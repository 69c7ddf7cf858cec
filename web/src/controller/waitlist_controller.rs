use crate::controller::ApiResponse;
use crate::extractors::{
    authenticated_user::AuthenticatedUser, compare_api_version::CompareApiVersion,
};
use crate::params::waitlist::{IndexParams, UpdateStatusParams};
use crate::{AppState, Error};
use axum::extract::{Path, Query, State};
use axum::http::StatusCode;
use axum::response::IntoResponse;
use axum::Json;
use domain::{waitlist as WaitlistApi, waitlist_entries, waitlist_entries::Model, Id};
use service::config::ApiVersion;

use log::*;

#[utoipa::path(
    get,
    path = "/waitlist_entries",
    params(
        ApiVersion,
        IndexParams
    ),
    responses(
        (status = 200, description = "Successfully retrieved the tenant's Waitlist Entries", body = [waitlist_entries::Model]),
        (status = 401, description = "Unauthorized"),
        (status = 405, description = "Method not allowed")
    ),
    security(
        ("cookie_auth" = [])
    )
)]
pub async fn index(
    CompareApiVersion(_v): CompareApiVersion,
    AuthenticatedUser(_user): AuthenticatedUser,
    State(app_state): State<AppState>,
    Query(params): Query<IndexParams>,
) -> Result<impl IntoResponse, Error> {
    debug!("GET Waitlist Entries for tenant: {}", params.tenant_id);

    let entries =
        WaitlistApi::find_by_tenant(app_state.db_conn_ref(), params.tenant_id, params.status)
            .await?;

    Ok(Json(ApiResponse::new(StatusCode::OK.into(), entries)))
}

/// POST create a new Waitlist Entry
#[utoipa::path(
    post,
    path = "/waitlist_entries",
    params(ApiVersion),
    request_body = waitlist_entries::Model,
    responses(
        (status = 201, description = "Successfully Created a new Waitlist Entry", body = [waitlist_entries::Model]),
        (status = 401, description = "Unauthorized"),
        (status = 422, description = "Unprocessable Entity")
    ),
    security(
        ("cookie_auth" = [])
    )
)]
pub async fn create(
    CompareApiVersion(_v): CompareApiVersion,
    AuthenticatedUser(_user): AuthenticatedUser,
    State(app_state): State<AppState>,
    Json(entry_model): Json<Model>,
) -> Result<impl IntoResponse, Error> {
    debug!("POST Create a new Waitlist Entry from: {:?}", entry_model);

    let entry = WaitlistApi::create(app_state.db_conn_ref(), entry_model).await?;

    Ok(Json(ApiResponse::new(StatusCode::CREATED.into(), entry)))
}

/// PUT move a Waitlist Entry through its lifecycle
#[utoipa::path(
    put,
    path = "/waitlist_entries/{id}/status",
    params(
        ApiVersion,
        ("id" = Id, Path, description = "Waitlist Entry ID to Update")
    ),
    request_body = UpdateStatusParams,
    responses(
        (status = 200, description = "Successfully updated the Waitlist Entry status", body = [waitlist_entries::Model]),
        (status = 401, description = "Unauthorized"),
        (status = 404, description = "Waitlist Entry not found")
    ),
    security(
        ("cookie_auth" = [])
    )
)]
pub async fn update_status(
    CompareApiVersion(_v): CompareApiVersion,
    AuthenticatedUser(_user): AuthenticatedUser,
    State(app_state): State<AppState>,
    Path(id): Path<Id>,
    Json(params): Json<UpdateStatusParams>,
) -> Result<impl IntoResponse, Error> {
    debug!("PUT Update Waitlist Entry {id} status to {}", params.status);

    let entry = WaitlistApi::update_status(app_state.db_conn_ref(), id, params.status).await?;

    Ok(Json(ApiResponse::new(StatusCode::OK.into(), entry)))
}

/// DELETE a Waitlist Entry
#[utoipa::path(
    delete,
    path = "/waitlist_entries/{id}",
    params(
        ApiVersion,
        ("id" = Id, Path, description = "Waitlist Entry ID to Delete")
    ),
    responses(
        (status = 200, description = "Successfully deleted a Waitlist Entry"),
        (status = 401, description = "Unauthorized"),
        (status = 404, description = "Waitlist Entry not found")
    ),
    security(
        ("cookie_auth" = [])
    )
)]
pub async fn delete(
    CompareApiVersion(_v): CompareApiVersion,
    AuthenticatedUser(_user): AuthenticatedUser,
    State(app_state): State<AppState>,
    Path(id): Path<Id>,
) -> Result<impl IntoResponse, Error> {
    debug!("DELETE Waitlist Entry by id: {id}");

    WaitlistApi::delete_by_id(app_state.db_conn_ref(), id).await?;

    Ok(Json(ApiResponse::<()>::no_content(StatusCode::OK.into())))
}
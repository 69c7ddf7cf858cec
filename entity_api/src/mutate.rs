use crate::error::Error;
use sea_orm::{
    ActiveModelBehavior, ActiveModelTrait, ColumnTrait, DatabaseConnection, EntityTrait,
    IntoActiveModel, Value,
};
use std::collections::HashMap;

/// Updates an existing record in the database using a map of column names to values.
///
/// This provides a flexible way to update only specific fields of an entity
/// without having to provide all fields. It takes an active model and an update map,
/// and only modifies the fields specified in the map.
pub async fn update<A, C>(
    db: &DatabaseConnection,
    mut active_model: A,
    update_map: UpdateMap,
) -> Result<<A::Entity as EntityTrait>::Model, Error>
where
    A: ActiveModelTrait + ActiveModelBehavior + Send,
    C: ColumnTrait,
    A::Entity: EntityTrait<Column = C>,
    <A::Entity as EntityTrait>::Model: IntoActiveModel<A>,
{
    for column in C::iter() {
        if let Some(value) = update_map.get(&column.to_string()) {
            active_model.set(column, value.clone());
        }
    }
    Ok(active_model.update(db).await?)
}

/// A map structure that holds column names and their corresponding values for updates.
///
/// Designed to work with SeaORM's Value type and supports optional values to
/// handle nullable fields.
#[derive(Default)]
pub struct UpdateMap {
    map: HashMap<String, Option<Value>>,
}

impl UpdateMap {
    /// Creates a new empty UpdateMap.
    pub fn new() -> Self {
        Self::default()
    }

    /// Retrieves a value from the map by its key.
    pub fn get(&self, key: &str) -> Option<&Value> {
        self.map.get(key).and_then(|opt| opt.as_ref())
    }

    /// Removes a key-value pair from the map.
    pub fn remove(&mut self, key: &str) -> Option<Value> {
        self.map.remove(key).and_then(|opt| opt)
    }

    /// Inserts a key-value pair into the map.
    pub fn insert(&mut self, key: String, value: Option<Value>) {
        self.map.insert(key, value);
    }
}

/// A trait that allows types to be converted into an UpdateMap.
pub trait IntoUpdateMap {
    /// Converts the implementing type into an UpdateMap.
    fn into_update_map(self) -> UpdateMap;
}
........
### WORK INSTRUCTIONS:
Scan the listing above. Collect all lines with the word "debug".

### EXPECTED ANSWER:
    debug!("GET Waitlist Entries for tenant: {}", params.tenant_id);
    debug!("POST Create a new Waitlist Entry from: {:?}", entry_model);
    debug!("PUT Update Waitlist Entry {id} status to {}", params.status);
    debug!("DELETE Waitlist Entry by id: {id}");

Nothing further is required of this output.